#### REQUIRED WORK
Show all lines containing "title" from the data below.
● ● ● ●
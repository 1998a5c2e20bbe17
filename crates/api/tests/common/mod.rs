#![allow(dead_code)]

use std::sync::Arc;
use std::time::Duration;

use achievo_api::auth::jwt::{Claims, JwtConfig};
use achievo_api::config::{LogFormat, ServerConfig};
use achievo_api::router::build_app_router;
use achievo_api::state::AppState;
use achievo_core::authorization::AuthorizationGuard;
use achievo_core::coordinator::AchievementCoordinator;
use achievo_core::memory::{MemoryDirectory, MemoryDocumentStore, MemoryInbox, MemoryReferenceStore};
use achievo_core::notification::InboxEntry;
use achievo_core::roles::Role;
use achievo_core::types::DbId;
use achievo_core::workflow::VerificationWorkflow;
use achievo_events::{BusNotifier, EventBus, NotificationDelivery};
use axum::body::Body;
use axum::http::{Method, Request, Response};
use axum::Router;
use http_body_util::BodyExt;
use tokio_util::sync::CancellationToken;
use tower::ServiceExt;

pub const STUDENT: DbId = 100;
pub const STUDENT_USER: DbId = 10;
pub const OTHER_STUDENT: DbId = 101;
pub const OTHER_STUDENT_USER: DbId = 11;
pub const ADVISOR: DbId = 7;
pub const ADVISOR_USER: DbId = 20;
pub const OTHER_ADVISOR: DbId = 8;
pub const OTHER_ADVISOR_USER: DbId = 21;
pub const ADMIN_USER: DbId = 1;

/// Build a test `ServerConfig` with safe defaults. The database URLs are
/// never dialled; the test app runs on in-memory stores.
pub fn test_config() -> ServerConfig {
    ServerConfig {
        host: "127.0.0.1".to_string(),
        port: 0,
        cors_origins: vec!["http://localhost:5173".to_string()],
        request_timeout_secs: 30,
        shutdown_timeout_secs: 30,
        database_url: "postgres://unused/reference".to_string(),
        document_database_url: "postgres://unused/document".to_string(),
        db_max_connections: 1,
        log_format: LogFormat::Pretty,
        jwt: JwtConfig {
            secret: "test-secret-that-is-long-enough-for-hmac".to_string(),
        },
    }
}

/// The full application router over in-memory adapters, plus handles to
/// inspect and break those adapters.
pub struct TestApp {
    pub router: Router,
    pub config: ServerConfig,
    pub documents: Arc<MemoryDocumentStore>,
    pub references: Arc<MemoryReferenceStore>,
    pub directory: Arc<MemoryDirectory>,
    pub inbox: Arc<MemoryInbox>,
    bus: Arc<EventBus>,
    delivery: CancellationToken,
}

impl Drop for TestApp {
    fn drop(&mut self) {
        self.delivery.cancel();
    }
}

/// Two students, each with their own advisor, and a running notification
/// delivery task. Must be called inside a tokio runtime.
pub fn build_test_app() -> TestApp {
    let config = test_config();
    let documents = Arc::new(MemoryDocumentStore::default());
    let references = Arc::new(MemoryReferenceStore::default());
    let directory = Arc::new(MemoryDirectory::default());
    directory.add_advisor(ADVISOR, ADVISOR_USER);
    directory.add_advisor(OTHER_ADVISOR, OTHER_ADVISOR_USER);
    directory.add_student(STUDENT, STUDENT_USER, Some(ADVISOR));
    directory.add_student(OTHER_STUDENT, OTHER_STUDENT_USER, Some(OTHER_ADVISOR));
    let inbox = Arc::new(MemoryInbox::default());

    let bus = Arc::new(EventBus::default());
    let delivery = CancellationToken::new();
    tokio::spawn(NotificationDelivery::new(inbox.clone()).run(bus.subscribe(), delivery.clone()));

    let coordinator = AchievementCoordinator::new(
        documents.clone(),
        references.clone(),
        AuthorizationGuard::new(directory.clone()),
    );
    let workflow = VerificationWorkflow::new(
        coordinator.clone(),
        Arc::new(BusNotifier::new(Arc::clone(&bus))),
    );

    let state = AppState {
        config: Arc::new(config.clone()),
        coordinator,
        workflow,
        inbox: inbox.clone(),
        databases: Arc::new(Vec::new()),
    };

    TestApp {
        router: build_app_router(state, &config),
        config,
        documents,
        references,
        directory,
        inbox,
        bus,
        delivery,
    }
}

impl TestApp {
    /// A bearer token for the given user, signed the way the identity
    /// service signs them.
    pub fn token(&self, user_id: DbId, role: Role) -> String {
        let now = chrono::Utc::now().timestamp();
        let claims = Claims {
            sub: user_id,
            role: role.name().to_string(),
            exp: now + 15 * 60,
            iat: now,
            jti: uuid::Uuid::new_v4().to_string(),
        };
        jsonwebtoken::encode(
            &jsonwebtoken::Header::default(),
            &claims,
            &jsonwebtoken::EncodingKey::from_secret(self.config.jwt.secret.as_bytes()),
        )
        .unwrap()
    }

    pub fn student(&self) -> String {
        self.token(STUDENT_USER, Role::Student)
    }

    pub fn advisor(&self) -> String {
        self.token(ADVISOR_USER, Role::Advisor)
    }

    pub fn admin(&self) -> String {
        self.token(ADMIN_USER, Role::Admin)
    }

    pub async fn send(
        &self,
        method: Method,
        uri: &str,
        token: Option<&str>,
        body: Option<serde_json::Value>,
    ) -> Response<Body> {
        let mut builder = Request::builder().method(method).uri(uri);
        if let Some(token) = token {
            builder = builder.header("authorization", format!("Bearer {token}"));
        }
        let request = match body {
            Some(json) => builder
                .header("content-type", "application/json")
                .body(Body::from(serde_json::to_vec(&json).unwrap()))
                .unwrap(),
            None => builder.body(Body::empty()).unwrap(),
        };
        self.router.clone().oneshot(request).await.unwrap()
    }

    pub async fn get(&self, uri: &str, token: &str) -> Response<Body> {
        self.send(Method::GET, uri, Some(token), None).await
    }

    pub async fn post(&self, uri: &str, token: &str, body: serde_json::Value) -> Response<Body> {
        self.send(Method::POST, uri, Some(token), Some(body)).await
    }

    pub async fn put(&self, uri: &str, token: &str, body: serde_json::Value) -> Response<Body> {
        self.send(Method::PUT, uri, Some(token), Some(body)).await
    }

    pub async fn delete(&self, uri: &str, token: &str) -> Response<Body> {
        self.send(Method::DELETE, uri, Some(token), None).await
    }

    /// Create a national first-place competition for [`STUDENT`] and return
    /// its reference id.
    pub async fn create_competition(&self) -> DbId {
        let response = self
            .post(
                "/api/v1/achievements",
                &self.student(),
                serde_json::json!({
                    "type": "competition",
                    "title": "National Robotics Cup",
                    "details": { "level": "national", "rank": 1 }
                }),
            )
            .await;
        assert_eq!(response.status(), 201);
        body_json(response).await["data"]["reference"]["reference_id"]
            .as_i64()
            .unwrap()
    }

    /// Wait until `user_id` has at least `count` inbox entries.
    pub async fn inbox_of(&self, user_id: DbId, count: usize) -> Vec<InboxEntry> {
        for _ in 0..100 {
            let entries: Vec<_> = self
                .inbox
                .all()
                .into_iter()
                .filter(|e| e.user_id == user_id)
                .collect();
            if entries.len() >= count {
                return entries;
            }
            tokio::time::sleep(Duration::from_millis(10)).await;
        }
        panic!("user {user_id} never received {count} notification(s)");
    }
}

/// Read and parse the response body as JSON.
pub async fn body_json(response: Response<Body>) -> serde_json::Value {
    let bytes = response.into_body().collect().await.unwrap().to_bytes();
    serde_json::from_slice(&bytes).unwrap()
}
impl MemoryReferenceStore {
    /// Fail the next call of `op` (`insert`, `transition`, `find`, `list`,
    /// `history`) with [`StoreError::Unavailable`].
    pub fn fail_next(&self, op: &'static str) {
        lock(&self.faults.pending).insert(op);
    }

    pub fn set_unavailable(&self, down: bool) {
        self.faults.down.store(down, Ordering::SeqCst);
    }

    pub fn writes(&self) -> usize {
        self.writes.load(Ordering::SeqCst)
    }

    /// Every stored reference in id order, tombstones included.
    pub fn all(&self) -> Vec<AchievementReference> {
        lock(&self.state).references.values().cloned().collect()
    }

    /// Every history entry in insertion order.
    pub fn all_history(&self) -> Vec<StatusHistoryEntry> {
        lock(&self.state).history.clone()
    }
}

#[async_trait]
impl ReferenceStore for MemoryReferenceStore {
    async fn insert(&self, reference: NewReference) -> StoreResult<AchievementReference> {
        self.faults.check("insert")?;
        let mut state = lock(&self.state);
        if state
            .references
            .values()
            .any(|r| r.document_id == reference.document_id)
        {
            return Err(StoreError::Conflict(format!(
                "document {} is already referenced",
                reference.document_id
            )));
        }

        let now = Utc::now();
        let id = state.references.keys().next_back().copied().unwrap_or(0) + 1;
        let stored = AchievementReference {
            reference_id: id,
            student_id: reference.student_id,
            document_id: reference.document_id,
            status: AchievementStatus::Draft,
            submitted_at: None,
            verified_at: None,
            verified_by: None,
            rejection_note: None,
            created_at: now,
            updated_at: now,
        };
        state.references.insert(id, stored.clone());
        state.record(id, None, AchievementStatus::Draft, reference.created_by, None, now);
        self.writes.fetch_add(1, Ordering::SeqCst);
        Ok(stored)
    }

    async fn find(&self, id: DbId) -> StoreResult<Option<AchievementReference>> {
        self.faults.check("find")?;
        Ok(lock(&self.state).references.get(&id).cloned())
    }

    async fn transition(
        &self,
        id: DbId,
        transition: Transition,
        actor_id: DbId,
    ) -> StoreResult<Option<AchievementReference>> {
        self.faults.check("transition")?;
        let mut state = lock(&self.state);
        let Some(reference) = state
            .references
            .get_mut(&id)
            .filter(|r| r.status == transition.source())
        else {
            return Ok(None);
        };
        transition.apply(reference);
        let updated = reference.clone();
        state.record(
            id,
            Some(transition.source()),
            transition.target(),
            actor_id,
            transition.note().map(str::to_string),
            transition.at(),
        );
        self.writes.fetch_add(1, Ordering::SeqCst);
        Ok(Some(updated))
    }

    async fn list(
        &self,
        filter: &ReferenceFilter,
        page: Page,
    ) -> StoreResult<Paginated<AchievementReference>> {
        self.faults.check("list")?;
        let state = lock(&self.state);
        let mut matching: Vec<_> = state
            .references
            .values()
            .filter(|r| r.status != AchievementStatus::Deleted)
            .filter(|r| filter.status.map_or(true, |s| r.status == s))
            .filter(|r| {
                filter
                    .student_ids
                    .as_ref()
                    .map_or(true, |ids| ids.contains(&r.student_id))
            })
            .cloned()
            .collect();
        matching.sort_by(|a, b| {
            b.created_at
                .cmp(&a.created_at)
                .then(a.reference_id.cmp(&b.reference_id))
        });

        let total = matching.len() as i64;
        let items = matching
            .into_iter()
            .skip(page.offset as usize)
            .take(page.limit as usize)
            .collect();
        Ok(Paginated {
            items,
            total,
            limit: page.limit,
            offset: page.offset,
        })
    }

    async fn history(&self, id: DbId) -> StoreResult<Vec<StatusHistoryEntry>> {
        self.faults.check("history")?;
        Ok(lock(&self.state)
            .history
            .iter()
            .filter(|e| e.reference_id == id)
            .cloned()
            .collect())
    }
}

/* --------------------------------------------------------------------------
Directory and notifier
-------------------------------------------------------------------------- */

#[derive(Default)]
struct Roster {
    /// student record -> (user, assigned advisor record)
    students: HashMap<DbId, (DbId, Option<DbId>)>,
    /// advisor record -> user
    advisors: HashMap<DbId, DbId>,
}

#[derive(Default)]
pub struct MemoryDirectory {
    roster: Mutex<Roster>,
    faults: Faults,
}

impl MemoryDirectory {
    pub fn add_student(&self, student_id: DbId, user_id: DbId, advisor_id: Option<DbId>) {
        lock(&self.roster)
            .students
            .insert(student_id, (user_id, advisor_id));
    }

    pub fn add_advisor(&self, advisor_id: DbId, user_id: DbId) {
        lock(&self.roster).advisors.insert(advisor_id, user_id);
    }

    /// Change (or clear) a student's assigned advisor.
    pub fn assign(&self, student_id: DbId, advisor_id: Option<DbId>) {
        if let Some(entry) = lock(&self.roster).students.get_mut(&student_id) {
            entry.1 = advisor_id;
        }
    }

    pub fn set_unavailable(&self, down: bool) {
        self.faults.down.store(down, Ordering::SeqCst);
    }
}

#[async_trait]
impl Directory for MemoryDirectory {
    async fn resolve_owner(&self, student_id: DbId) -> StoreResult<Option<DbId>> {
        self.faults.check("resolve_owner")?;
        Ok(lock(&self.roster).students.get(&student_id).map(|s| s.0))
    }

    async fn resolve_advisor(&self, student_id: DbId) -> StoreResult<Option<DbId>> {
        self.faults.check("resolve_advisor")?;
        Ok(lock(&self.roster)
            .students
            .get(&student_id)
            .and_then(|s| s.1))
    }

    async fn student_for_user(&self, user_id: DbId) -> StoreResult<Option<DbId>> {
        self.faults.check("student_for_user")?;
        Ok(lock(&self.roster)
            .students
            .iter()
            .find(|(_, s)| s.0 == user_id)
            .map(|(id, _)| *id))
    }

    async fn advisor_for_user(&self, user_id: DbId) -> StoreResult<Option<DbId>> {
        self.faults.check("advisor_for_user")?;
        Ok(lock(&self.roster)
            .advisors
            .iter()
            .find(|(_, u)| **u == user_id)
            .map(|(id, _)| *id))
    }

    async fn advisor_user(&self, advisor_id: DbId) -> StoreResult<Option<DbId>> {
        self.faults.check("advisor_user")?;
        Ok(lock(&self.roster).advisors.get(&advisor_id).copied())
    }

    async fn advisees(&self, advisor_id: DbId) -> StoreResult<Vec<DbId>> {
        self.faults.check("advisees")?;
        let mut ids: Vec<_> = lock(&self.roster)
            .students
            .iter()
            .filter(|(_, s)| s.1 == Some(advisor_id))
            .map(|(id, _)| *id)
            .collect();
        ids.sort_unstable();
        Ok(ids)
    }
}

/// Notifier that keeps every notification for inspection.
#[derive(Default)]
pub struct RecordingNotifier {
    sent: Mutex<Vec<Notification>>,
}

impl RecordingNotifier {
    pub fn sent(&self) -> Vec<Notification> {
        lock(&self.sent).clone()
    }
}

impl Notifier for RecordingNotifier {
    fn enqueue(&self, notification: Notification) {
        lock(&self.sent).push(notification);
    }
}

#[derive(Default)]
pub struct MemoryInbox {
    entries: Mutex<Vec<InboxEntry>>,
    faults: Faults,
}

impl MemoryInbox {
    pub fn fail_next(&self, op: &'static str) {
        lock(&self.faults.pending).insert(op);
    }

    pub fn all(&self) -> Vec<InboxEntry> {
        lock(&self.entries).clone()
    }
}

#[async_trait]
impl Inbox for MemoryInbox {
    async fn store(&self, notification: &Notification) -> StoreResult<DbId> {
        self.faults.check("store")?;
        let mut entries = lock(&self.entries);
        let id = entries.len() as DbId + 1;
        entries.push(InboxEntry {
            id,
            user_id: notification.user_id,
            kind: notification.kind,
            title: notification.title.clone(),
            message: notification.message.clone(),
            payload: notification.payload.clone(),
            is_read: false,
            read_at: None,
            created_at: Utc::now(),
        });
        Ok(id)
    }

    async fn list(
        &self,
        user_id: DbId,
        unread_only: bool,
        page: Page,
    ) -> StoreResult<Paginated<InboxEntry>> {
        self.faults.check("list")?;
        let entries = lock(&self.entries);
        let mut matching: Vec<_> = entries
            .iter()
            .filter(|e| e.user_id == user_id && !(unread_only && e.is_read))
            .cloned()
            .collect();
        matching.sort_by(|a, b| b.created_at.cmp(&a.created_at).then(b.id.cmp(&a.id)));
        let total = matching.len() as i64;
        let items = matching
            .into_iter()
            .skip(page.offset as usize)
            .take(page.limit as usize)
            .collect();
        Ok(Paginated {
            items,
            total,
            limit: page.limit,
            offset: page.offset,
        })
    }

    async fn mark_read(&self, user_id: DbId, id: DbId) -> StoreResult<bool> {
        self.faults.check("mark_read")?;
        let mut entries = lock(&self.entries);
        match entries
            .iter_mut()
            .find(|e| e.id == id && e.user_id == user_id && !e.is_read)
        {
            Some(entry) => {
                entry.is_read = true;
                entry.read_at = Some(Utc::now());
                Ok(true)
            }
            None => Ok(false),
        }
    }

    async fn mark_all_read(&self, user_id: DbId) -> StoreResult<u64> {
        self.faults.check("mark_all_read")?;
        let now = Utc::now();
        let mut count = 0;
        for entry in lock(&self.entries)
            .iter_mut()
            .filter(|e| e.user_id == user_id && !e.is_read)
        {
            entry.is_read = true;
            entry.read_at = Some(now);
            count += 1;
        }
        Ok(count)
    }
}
● ● ● ●
#### EXERCISE RESULT
                    "title": "National Robotics Cup",
            title: notification.title.clone(),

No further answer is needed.